Search the data for "description". Return each matching line.

== Dataset records

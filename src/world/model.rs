use std::collections::HashMap;

///////////////////////////////
/// GAME STRUCTS AND TRAITS ///
///////////////////////////////

/// Anything the player can look at.
pub trait Describable {
    fn name(&self) -> &str;
    fn description(&self) -> &str;

    fn interact(&self) -> String {
        format!("You look at the {}: {}", self.name(), self.description())
    }
}

/// Things that do something when used. Using never consumes the thing.
pub trait Usable: Describable {
    fn use_text(&self) -> &str;
}

/// Runtime world type used by the game loop.
///
/// Rooms are keyed by name and exits point at room names, so the room graph
/// is plain data. Room item lists and the player's inventory hold item names
/// that resolve through `items`, the catalog.
pub struct World {
    pub name: String,
    pub start_room: String,
    pub rooms: HashMap<String, Room>,
    pub items: HashMap<String, Item>,
}

impl World {
    pub fn room(&self, name: &str) -> Option<&Room> {
        self.rooms.get(name)
    }

    pub fn room_mut(&mut self, name: &str) -> Option<&mut Room> {
        self.rooms.get_mut(name)
    }

    pub fn item(&self, name: &str) -> Option<&Item> {
        self.items.get(name)
    }

    /// Room names in a stable order, for output and save files.
    pub fn room_names(&self) -> Vec<&str> {
        let mut names: Vec<&str> = self.rooms.keys().map(|k| k.as_str()).collect();
        names.sort();
        names
    }
}

pub struct Room {
    pub name: String,
    pub desc: String,
    pub items: Vec<String>,
    pub exits: Vec<Exit>,
}

impl Room {
    pub fn new(name: impl Into<String>, desc: impl Into<String>) -> Self {
        Room {
            name: name.into(),
            desc: desc.into(),
            items: Vec::new(),
            exits: Vec::new(),
        }
    }

    /// Adds a directed exit. An existing exit in the same direction is replaced in place.
    pub fn connect(&mut self, direction: impl Into<String>, target: impl Into<String>) {
        let direction = direction.into();
        let target = target.into();

        match self.exits.iter_mut().find(|e| e.direction == direction) {
            Some(existing) => existing.target = target,
            None => self.exits.push(Exit { direction, target }),
        }
    }

    /// No duplicate check; callers keep each item in one place.
    pub fn add_item(&mut self, item_name: impl Into<String>) {
        self.items.push(item_name.into());
    }

    /// Exact, case-sensitive lookup.
    pub fn exit(&self, direction: &str) -> Option<&Exit> {
        self.exits.iter().find(|e| e.direction == direction)
    }
}

impl Describable for Room {
    fn name(&self) -> &str {
        &self.name
    }

    fn description(&self) -> &str {
        &self.desc
    }
}

pub struct Exit {
    pub direction: String,
    pub target: String,
}

#[derive(Debug, Clone, PartialEq, Eq)]
pub struct Item {
    pub name: String,
    pub desc: String,
    pub use_text: String,
}

impl Describable for Item {
    fn name(&self) -> &str {
        &self.name
    }

    fn description(&self) -> &str {
        &self.desc
    }
}

impl Usable for Item {
    fn use_text(&self) -> &str {
        &self.use_text
    }
}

====

## [Solution below]
    fn description(&self) -> &str;
        format!("You look at the {}: {}", self.name(), self.description())
    fn description(&self) -> &str {
    fn description(&self) -> &str {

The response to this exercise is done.